— Jeffrey ? Tu m'entends ? Bon Dieu réveille-toi ! fit une voix familière.
Jeffrey ouvrit lentement les yeux. Il reconnut peu à peu le magnifique visage et les cheveux blonds de Victoria, sa seule amie de la faculté. Ils avaient les mêmes yeux bleu océan, mais les siens étaient rendus plus discrets par les lunettes qu'elle portait.
Ses lèvres pulpeuses, roses, et ses formes dignes d'une sirène pouvaient susciter l'envie de tout homme, mais il n'en était rien. Son attitude pour le moins introvertie et sa passion pour les laboratoires rebutaient souvent les différents abords dont elle faisait l'objet. De plus, elle arborait souvent des tenues d'étudiante studieuse et l'étiquette correspondait bien au produit.
Victoria n'était pas originaire des Etats-Unis mais du Canada. Ses parents n'avaient pas été d'accord avec son choix de carrière, elle avait donc choisi de partir faire ses études à l'étranger, et n'avait pas vraiment eu de contacts avec sa famille. Malheureusement, son père et sa mère s'étaient tués dans un accident de voiture il y a deux ans de cela. Jeffrey avait fait le déplacement pour l'enterrement d'ailleurs, ainsi que tous ses proches de l'université.
Pour l'heure, Victoria poursuivait une carrière prometteuse comme assistante technique pour le compte de l'université elle-même. Et accessoirement, elle tentait de ramener Jeffrey à lui.
— Ha ! Tu vas bien ?! J'ai eu une peur bleue ! Ta porte était fracturée, et je te trouve étendu sur le sol en pleine hypoglycémie !
— Peux-tu ralentir un peu Victoria ? J'ai un de ces mal de crâne...
— On t'a cambriolé ou quoi ? Enfin bref, tu vas m'avaler un bon petit-déjeuner, pendant que j'appelle la police... renchérit Victoria.
— Non non, on m'a pas cambriolé d'accord... rétorqua Jeffrey d'une voix faible, tout en s'asseyant, j'ai...écoute, j'ai voulu changer ma serrure. Tu sais à quel point cet appartement tombe en morceaux. J'avais en même temps pas mal de recherches à avancer, et j'en ai pas trouvé le temps de dîner...
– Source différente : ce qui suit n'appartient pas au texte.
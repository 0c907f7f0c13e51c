// src/math/geometry/mod.rs

// Deklaration der Geometriemodule
pub mod bezier;

// Re-Exporte für einen schnellen Zugriff auf die Kurven-Typen,
// falls man nicht das gesamte `math::prelude` importieren möchte.
pub use self::bezier::{
    BezierPath, ControlHandles, CubicSegment, CurveFitter, DEFAULT_LENGTH_STEPS,
    KnotInterpolator, MIN_KNOTS, SampledPoint, SamplingConfig, compute_curve_control_points,
};
// SPDX-License-Identifier: PMPL-1.0-or-later
//! Image alt text analyzer - WCAG 1.1.1 Non-text Content (Level A)
//!
//! Every `<img>` tag must carry an `alt` attribute. Only presence is
//! checked: `alt=""` is the correct marking for decorative images and
//! passes.

use crate::analyzers::Analyzer;
use crate::checks::{self, Check};
use crate::finding::{Finding, ImpactAssessment, Severity, WcagLevel};
use std::path::Path;

/// Analyzer for image alt text presence
pub struct AltTextAnalyzer;

impl Analyzer for AltTextAnalyzer {
    fn name(&self) -> &str {
        "Alt Text Analyzer"
    }

    fn description(&self) -> &str {
        "Checks <img> elements for an alt attribute (WCAG 1.1.1)"
    }

    fn check(&self) -> Check {
        Check::AltText
    }

    fn analyze_file(&self, path: &Path, content: &str) -> Vec<Finding> {
        checks::missing_alt_text(content)
            .into_iter()
            .map(|img| {
                Finding::new(
                    "WCAG-1.1.1-missing-alt",
                    Severity::Error,
                    "Image is missing alt attribute. Every <img> must have an alt attribute.",
                )
                .with_check(Check::AltText)
                .with_wcag("1.1.1", WcagLevel::A)
                .with_rule_name("Non-text Content: Missing Alt")
                .with_file(path.to_path_buf())
                .with_line(img.line)
                .with_element(img.text)
                .with_suggestion(
                    "Add alt=\"description\" for informative images or alt=\"\" for decorative images",
                )
                .as_fixable()
                .with_impact(ImpactAssessment::blind())
            })
            .collect()
    }
}
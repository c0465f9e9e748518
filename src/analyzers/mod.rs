// SPDX-License-Identifier: PMPL-1.0-or-later
//! Analyzers turning failed check occurrences into findings.
//!
//! Each analyzer wraps one heuristic from [`crate::checks`] and attaches the
//! WCAG criterion, severity and remediation advice for it.

pub mod alt_text;
pub mod buttons;
pub mod forms;
pub mod headings;
pub mod links;

use crate::checks::Check;
use crate::config::Config;
use crate::finding::{Finding, FindingSet};
use std::path::Path;
use tracing::debug;

/// Trait implemented by all analyzers
pub trait Analyzer: Send + Sync {
    /// Human-readable name of this analyzer
    fn name(&self) -> &str;

    /// Short description of what this analyzer checks
    fn description(&self) -> &str;

    /// The heuristic this analyzer reports on
    fn check(&self) -> Check;

    /// Analyze a single file and return findings
    fn analyze_file(&self, path: &Path, content: &str) -> Vec<Finding>;

    /// File extensions this analyzer applies to; `"*"` matches any
    fn applicable_extensions(&self) -> &[&str] {
        &["html", "htm", "jsx", "tsx", "svelte", "vue"]
    }
}

/// All analyzers, one per check
pub fn all_analyzers() -> Vec<Box<dyn Analyzer>> {
    vec![
        Box::new(alt_text::AltTextAnalyzer),
        Box::new(forms::FormLabelAnalyzer),
        Box::new(headings::HeadingAnalyzer),
        Box::new(buttons::ButtonNameAnalyzer),
        Box::new(links::LinkTextAnalyzer),
    ]
}

/// Run all enabled analyzers applicable to the file's extension
pub fn analyze_file(path: &Path, content: &str, config: &Config) -> FindingSet {
    let ext = path
        .extension()
        .and_then(|e| e.to_str())
        .unwrap_or("")
        .to_lowercase();

    let mut findings = FindingSet::new();
    findings.files_scanned = 1;

    for analyzer in all_analyzers() {
        if !config.is_enabled(analyzer.check()) {
            continue;
        }

        let exts = analyzer.applicable_extensions();
        if exts.contains(&ext.as_str()) || exts.contains(&"*") {
            let file_findings = analyzer.analyze_file(path, content);
            debug!(
                analyzer = analyzer.name(),
                file = %path.display(),
                count = file_findings.len(),
                "Analyzer finished"
            );
            findings.extend(file_findings);
        }
    }

    findings
}

#[cfg(test)]
mod tests {
    use super::*;

    const BROKEN: &str = r#"
        <h1>Title</h1>
        <h3>Skipped</h3>
        <img src="a.png">
        <input id="email" type="email">
        <button></button>
        <a href="/x"></a>
    "#;

    #[test]
    fn test_one_analyzer_per_check() {
        let checks: Vec<Check> = all_analyzers().iter().map(|a| a.check()).collect();
        assert_eq!(checks, Check::ALL.to_vec());
    }

    #[test]
    fn test_every_check_reports() {
        let findings = analyze_file(Path::new("page.html"), BROKEN, &Config::default());
        for check in Check::ALL {
            assert_eq!(findings.by_check(check).len(), 1, "expected one finding for {}", check);
        }
    }

    #[test]
    fn test_disabled_checks_are_skipped() {
        let config = Config { checks: vec![Check::AltText], ..Config::default() };
        let findings = analyze_file(Path::new("page.html"), BROKEN, &config);
        assert_eq!(findings.len(), 1);
        assert_eq!(findings.findings[0].check, Some(Check::AltText));
    }

    #[test]
    fn test_unrelated_extension_is_skipped() {
        let findings = analyze_file(Path::new("styles.css"), BROKEN, &Config::default());
        assert!(findings.is_empty());
    }

    #[test]
    fn test_extension_match_is_case_insensitive() {
        let findings = analyze_file(Path::new("PAGE.HTML"), BROKEN, &Config::default());
        assert_eq!(findings.len(), 5);
    }

    #[test]
    fn test_findings_agree_with_verdicts() {
        let findings = analyze_file(Path::new("page.html"), BROKEN, &Config::default());
        for (check, passed) in crate::checks::evaluate(BROKEN) {
            assert_eq!(passed, findings.by_check(check).is_empty());
        }
    }
}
— C'est pas à moi que ça arriverait d'avoir la flemme de manger... Je me suis faite un sang d'encre parce que monsieur Slart est si absorbé par son boulot et son bricolage, qu'il en zappe de manger. A part le fait que je trouve ça très égoïste de ta part, vu que tu savais pertinemment que je passerais le lendemain, je n'ai rien de spécial à te reprocher. Tiens, ça te fera du bien.
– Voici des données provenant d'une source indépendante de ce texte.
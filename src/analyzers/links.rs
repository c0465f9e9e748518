// SPDX-License-Identifier: PMPL-1.0-or-later
//! Link text analyzer - WCAG 2.4.4 Link Purpose (Level A)
//!
//! Same naming rule as buttons: text content, `aria-label`, or `title`.

use crate::analyzers::Analyzer;
use crate::checks::{self, Check};
use crate::finding::{Finding, ImpactAssessment, Severity, WcagLevel};
use std::path::Path;

/// Link text analyzer
pub struct LinkTextAnalyzer;

impl Analyzer for LinkTextAnalyzer {
    fn name(&self) -> &str {
        "Link Text Analyzer"
    }

    fn description(&self) -> &str {
        "Checks <a> elements for link text or an accessible name (WCAG 2.4.4)"
    }

    fn check(&self) -> Check {
        Check::LinkText
    }

    fn analyze_file(&self, path: &Path, content: &str) -> Vec<Finding> {
        checks::unnamed_links(content)
            .into_iter()
            .map(|link| {
                Finding::new(
                    "WCAG-2.4.4-link-no-text",
                    Severity::Error,
                    "Link has no text or accessible name. Its purpose cannot be determined.",
                )
                .with_check(Check::LinkText)
                .with_wcag("2.4.4", WcagLevel::A)
                .with_rule_name("Link Purpose: Empty Link")
                .with_file(path.to_path_buf())
                .with_line(link.line)
                .with_element(link.text)
                .with_suggestion("Add descriptive link text, an aria-label, or a title")
                .with_impact(ImpactAssessment::blind_and_cognitive())
            })
            .collect()
    }
}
— Tu m'as pas fait de bouche-à-bouche au moins? questionna Jeffrey en faisant semblant d'être inquiet.
— Aucune chance! répondit Victoria en riant.
Elle posa sur la table un sachet de viennoiseries. Jeffrey se jeta sur le pain au chocolat et entreprit de le dévorer.
— Hé ben dis donc, tu avais comme qui dirait une petite fringale, fit Victoria en s'asseyant à côté de lui, tu as couru un semi-marathon hier soir ?
Jeffrey ne put retenir un rire nerveux alors qu'il engloutit le second pain au chocolat.
Victoria et lui étaient devenus proches dès la première fois où ils avaient travaillé ensemble. Une éprouvette avait explosé ce jour-là.
— Laisse m'en un peu quand même, fit Victoria en riant alors qu'elle voyait Jeffrey littéralement dévorer les viennoiseries.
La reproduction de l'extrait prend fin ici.